Gill’s segment includes the story of his memorial song “Go Rest High on That Mountain,” which he began when his friend Keith Whitley, whose duets with his wife Lorrie Morgan had evoked comparisons with George Jones and Tammy Wynette, died of alcohol poisoning at 33 in 1989 — though Gill put the song aside and didn’t finish it until his brother died, also way too young, in 1993. The show depicts Gill singing this song with Loveless and Skaggs at a memorial concert for George Jones in 2013 (no one who had followed the story of Jones and Wynette in the 1970’s would have guessed that he’d outlive her by 17 years!) and becoming so literally overcome with emotion he couldn’t finish his own song and Loveless had to cut in and take over the lead from him. The show also discussed another quite moving song — “Where’ve You Been?,” written by songwriters Jon Vezner and Don Henry based on an incident with Vezner’s grandparents; his grandmother had got age-related dementia in her last years and had forgotten most of the people she had ever known, but when her husband walked into her hospital room she recognized him and said, “Where’ve you been?” Vezner played the song with aspiring country singer Kathy Mattea, whom he started dating and later married, and it became a huge hit and so sure-fire a tear-jerker its presentation on last night’s program had me crying. (Incidentally I had heard the song before in a cover by, of all people, 1950’s singer Patti Page on her last studio album, Brand New Tennessee Waltz from 2000 — in which she also covered Tammy Wynette’s “’Til I Get It Right” and I think outsung Wynette on her own song. Beautifully arranged and eloquently phrased, Brand New Tennessee Waltz remains one of the unsung masterpieces of popular music in this century and the summit of Page’s recording career.)

I’m not sure why Ken Burns and his writer, Dayton Duncan, chose to cut off the story when they did and didn’t add a ninth episode dealing with more recent artists like the Dixie Chicks (whose blacklisting by country radio after their comments criticizing President George W. Bush in a London concert in 2003 is a fascinating story that deserves to be retold), Miranda Lambert (whose concept album after her breakup with Blake Shelton won the Album of the Year Grammy Award, a rare achievement for a country singer, and was obviously in the great tradition of country singers drawing on their personal lives for material that speaks to all of us), Brandi Carlile, The Band Perry and the awesome Rhiannon Giddens, who’s extensively interviewed but we’re not given any idea who she is.

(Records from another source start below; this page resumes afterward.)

//! The permission gate: a boolean predicate over worker × batch/project.
//!
//! The underlying grant storage is deliberately minimal (one user-grant
//! table per scope); callers only ever see the yes/no answer, so a
//! richer external ACL system could replace these tables without
//! touching the allocation engine.

use piecework_core::types::DbId;
use piecework_core::worker::Worker;
use sqlx::PgExecutor;

use crate::models::batch::Batch;
use crate::models::project::Project;

/// Can `worker` work on tasks in this batch?
///
/// False when the batch is inactive or unpublished, its project is
/// inactive, the batch requires login and the worker is anonymous, or
/// custom permissions are on and the worker holds no grant.
pub async fn can_work_on_batch(
    ex: impl PgExecutor<'_>,
    worker: Worker,
    batch: &Batch,
    project_active: bool,
) -> Result<bool, sqlx::Error> {
    if !batch.active || !batch.published || !project_active {
        return Ok(false);
    }
    if batch.login_required && !worker.is_authenticated() {
        return Ok(false);
    }
    if batch.custom_permissions {
        // Anonymous workers never hold grants; a custom-permission batch
        // that somehow allows anonymous access stays closed to them.
        return match worker.user_id() {
            Some(user_id) => {
                has_grant(ex, "batch_permissions", "batch_id", batch.id, user_id).await
            }
            None => Ok(false),
        };
    }
    Ok(true)
}

/// Can `worker` view (preview) tasks in this project?
pub async fn can_view_project(
    ex: impl PgExecutor<'_>,
    worker: Worker,
    project: &Project,
) -> Result<bool, sqlx::Error> {
    if !project.active {
        return Ok(false);
    }
    match worker {
        Worker::Anonymous => Ok(!project.login_required && !project.custom_permissions),
        Worker::Authenticated(user_id) => {
            if project.custom_permissions {
                has_grant(ex, "project_permissions", "project_id", project.id, user_id).await
            } else {
                Ok(true)
            }
        }
    }
}

/// Grant a user access to a custom-permission batch.
pub async fn grant_batch_access(
    ex: impl PgExecutor<'_>,
    batch_id: DbId,
    user_id: DbId,
) -> Result<(), sqlx::Error> {
    sqlx::query(
        "INSERT INTO batch_permissions (batch_id, user_id) VALUES ($1, $2) \
         ON CONFLICT DO NOTHING",
    )
    .bind(batch_id)
    .bind(user_id)
    .execute(ex)
    .await?;
    Ok(())
}

/// Grant a user access to a custom-permission project.
pub async fn grant_project_access(
    ex: impl PgExecutor<'_>,
    project_id: DbId,
    user_id: DbId,
) -> Result<(), sqlx::Error> {
    sqlx::query(
        "INSERT INTO project_permissions (project_id, user_id) VALUES ($1, $2) \
         ON CONFLICT DO NOTHING",
    )
    .bind(project_id)
    .bind(user_id)
    .execute(ex)
    .await?;
    Ok(())
}

async fn has_grant(
    ex: impl PgExecutor<'_>,
    table: &str,
    id_column: &str,
    entity_id: DbId,
    user_id: DbId,
) -> Result<bool, sqlx::Error> {
    let query =
        format!("SELECT EXISTS (SELECT 1 FROM {table} WHERE {id_column} = $1 AND user_id = $2)");
    let (exists,): (bool,) = sqlx::query_as(&query)
        .bind(entity_id)
        .bind(user_id)
        .fetch_one(ex)
        .await?;
    Ok(exists)
}
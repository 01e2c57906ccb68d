//! JWT access-token generation and validation.
//!
//! Tokens are HS256-signed JWTs containing a [`Claims`] payload. Identity
//! and credential storage live outside this system; tokens are issued by
//! the external identity provider with the shared secret. The local
//! generator exists for that provider's tooling and for tests.

use jsonwebtoken::{decode, encode, DecodingKey, EncodingKey, Header, Validation};
use piecework_core::types::DbId;
use serde::{Deserialize, Serialize};

/// JWT claims embedded in every access token.
#[derive(Debug, Serialize, Deserialize, Clone)]
pub struct Claims {
    /// Subject, the worker's internal database id.
    pub sub: DbId,
    /// Whether the worker holds admin rights.
    #[serde(default)]
    pub admin: bool,
    /// Expiration time (UTC Unix timestamp).
    pub exp: i64,
    /// Issued-at time (UTC Unix timestamp).
    pub iat: i64,
}

/// Configuration for JWT token generation and validation.
#[derive(Debug, Clone)]
pub struct JwtConfig {
    /// HMAC-SHA256 secret used to sign and verify tokens.
    pub secret: String,
    /// Access token lifetime in minutes (default: 60).
    pub access_token_expiry_mins: i64,
}

const DEFAULT_ACCESS_EXPIRY_MINS: i64 = 60;

impl JwtConfig {
    /// Load JWT configuration from environment variables.
    ///
    /// | Env Var                  | Required | Default |
    /// |--------------------------|----------|---------|
    /// | `JWT_SECRET`             | **yes**  | --      |
    /// | `JWT_ACCESS_EXPIRY_MINS` | no       | `60`    |
    ///
    /// # Panics
    ///
    /// Panics if `JWT_SECRET` is not set or is empty.
    pub fn from_env() -> Self {
        let secret =
            std::env::var("JWT_SECRET").expect("JWT_SECRET must be set in the environment");
        assert!(!secret.is_empty(), "JWT_SECRET must not be empty");

        let access_token_expiry_mins: i64 = std::env::var("JWT_ACCESS_EXPIRY_MINS")
            .unwrap_or_else(|_| DEFAULT_ACCESS_EXPIRY_MINS.to_string())
            .parse()
            .expect("JWT_ACCESS_EXPIRY_MINS must be a valid i64");

        Self {
            secret,
            access_token_expiry_mins,
        }
    }
}

/// Generate an HS256 access token for the given worker.
pub fn generate_access_token(
    user_id: DbId,
    admin: bool,
    config: &JwtConfig,
) -> Result<String, jsonwebtoken::errors::Error> {
    let now = chrono::Utc::now().timestamp();
    let exp = now + config.access_token_expiry_mins * 60;

    let claims = Claims {
        sub: user_id,
        admin,
        exp,
        iat: now,
    };

    encode(
        &Header::default(), // HS256
        &claims,
        &EncodingKey::from_secret(config.secret.as_bytes()),
    )
}

/// Validate and decode an access token, returning the embedded [`Claims`].
///
/// Validates the signature, expiration, and issued-at claims automatically.
pub fn validate_token(
    token: &str,
    config: &JwtConfig,
) -> Result<Claims, jsonwebtoken::errors::Error> {
    let token_data = decode::<Claims>(
        token,
        &DecodingKey::from_secret(config.secret.as_bytes()),
        &Validation::default(), // HS256, validates exp
    )?;
    Ok(token_data.claims)
}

As in pop music generally, over the last two decades the artistic leadership in country music has largely been taken over by women — as more and more male country artists have come out in cowboy hats, sports jackets and ultra-tight blue jeans, singing pretty indistinguishable songs drawing more on the “Southern rock” of the 1970’s than on Hank Williams and Johnny Cash, it’s been the women who’ve pushed the artistic boundaries of the form and created most of what I suspect will be the truly lasting music of our time. Though the final episode of Country Music had a few glitches — including an interminable rant by Ken Burns’ good friend Wynton Marsalis spliced into the middle of the show for no discernible reason other than Burns has to trot out this obnoxious person in every documentary he does about music — for the most part it was a worthy end to the cycle even though I would have liked to see one or two more episodes bringing the story up to date.